▶ **Prompt**:
When the string "MemoryStore" occurs in a line of the listing below, return that line.
──────────
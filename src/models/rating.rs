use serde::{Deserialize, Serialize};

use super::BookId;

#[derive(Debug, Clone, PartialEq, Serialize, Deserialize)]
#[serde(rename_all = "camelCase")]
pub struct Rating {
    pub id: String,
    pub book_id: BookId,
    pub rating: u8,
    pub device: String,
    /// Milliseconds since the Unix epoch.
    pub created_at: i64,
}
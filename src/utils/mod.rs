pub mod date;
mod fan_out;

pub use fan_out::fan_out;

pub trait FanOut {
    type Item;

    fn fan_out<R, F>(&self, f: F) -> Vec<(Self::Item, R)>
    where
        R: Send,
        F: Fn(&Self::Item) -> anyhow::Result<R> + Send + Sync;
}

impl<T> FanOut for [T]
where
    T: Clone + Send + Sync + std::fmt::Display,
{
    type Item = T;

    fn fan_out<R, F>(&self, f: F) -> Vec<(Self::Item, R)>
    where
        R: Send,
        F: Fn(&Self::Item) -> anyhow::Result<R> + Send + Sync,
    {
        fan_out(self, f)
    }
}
──────────
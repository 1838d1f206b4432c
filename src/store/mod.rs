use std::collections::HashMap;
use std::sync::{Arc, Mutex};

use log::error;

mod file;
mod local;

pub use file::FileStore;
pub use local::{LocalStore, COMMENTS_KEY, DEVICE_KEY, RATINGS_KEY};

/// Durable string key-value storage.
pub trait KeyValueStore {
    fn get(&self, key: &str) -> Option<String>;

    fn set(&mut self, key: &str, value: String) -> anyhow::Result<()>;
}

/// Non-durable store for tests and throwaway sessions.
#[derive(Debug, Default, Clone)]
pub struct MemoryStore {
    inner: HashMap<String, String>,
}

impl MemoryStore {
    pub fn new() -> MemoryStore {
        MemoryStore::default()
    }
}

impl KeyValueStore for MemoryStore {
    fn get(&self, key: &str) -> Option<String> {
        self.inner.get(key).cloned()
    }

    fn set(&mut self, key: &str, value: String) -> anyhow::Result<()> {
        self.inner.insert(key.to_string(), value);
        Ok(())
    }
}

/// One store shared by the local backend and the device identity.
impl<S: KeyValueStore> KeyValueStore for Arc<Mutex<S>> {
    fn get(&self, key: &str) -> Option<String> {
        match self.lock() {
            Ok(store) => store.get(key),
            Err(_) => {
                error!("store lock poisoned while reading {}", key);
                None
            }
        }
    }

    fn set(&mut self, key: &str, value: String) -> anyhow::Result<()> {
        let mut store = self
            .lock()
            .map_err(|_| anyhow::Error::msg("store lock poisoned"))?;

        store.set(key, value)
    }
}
──────────
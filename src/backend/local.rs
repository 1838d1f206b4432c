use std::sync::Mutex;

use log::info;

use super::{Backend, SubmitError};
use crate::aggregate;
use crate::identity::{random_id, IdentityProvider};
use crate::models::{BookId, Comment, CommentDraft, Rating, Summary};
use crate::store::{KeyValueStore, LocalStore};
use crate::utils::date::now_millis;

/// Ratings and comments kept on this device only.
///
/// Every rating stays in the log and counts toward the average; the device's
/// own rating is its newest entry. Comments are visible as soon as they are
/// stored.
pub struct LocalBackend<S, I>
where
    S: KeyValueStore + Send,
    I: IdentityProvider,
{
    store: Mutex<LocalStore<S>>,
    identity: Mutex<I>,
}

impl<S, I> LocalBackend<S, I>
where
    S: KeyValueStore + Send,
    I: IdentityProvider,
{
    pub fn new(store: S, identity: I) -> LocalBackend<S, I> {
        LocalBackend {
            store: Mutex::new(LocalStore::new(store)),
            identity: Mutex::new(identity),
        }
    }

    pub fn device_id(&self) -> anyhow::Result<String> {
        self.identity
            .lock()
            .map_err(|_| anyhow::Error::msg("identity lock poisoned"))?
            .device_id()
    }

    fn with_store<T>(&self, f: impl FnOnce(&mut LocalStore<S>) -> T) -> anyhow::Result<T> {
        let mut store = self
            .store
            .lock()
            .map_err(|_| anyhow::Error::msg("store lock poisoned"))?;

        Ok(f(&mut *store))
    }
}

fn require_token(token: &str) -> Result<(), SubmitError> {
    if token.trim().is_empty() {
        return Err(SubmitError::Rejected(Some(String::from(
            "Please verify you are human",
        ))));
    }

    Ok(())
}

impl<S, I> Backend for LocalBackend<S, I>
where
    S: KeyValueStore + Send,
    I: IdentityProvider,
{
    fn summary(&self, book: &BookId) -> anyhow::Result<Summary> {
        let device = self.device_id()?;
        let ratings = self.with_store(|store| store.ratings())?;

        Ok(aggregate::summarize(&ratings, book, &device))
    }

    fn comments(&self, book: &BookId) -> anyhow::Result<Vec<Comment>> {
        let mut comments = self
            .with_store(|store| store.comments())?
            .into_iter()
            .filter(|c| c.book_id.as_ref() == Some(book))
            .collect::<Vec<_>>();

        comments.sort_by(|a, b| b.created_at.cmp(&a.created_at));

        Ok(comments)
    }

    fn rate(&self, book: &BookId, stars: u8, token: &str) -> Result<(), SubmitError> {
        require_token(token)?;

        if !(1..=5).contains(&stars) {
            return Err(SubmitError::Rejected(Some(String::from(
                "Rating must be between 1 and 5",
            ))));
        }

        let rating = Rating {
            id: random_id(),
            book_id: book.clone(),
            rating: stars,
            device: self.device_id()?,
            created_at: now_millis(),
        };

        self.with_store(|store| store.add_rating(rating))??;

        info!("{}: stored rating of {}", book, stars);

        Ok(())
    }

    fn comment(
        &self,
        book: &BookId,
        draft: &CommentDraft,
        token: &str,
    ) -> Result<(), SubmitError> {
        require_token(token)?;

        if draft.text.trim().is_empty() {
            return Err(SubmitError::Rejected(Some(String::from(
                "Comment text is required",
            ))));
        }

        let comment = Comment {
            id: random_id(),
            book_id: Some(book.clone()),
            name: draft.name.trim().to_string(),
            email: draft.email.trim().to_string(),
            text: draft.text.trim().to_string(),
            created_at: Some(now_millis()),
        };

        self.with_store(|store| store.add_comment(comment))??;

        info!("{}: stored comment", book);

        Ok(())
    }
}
──────────
▶ **Solution for this problem**:
pub struct MemoryStore {
impl MemoryStore {
    pub fn new() -> MemoryStore {
        MemoryStore::default()
impl KeyValueStore for MemoryStore {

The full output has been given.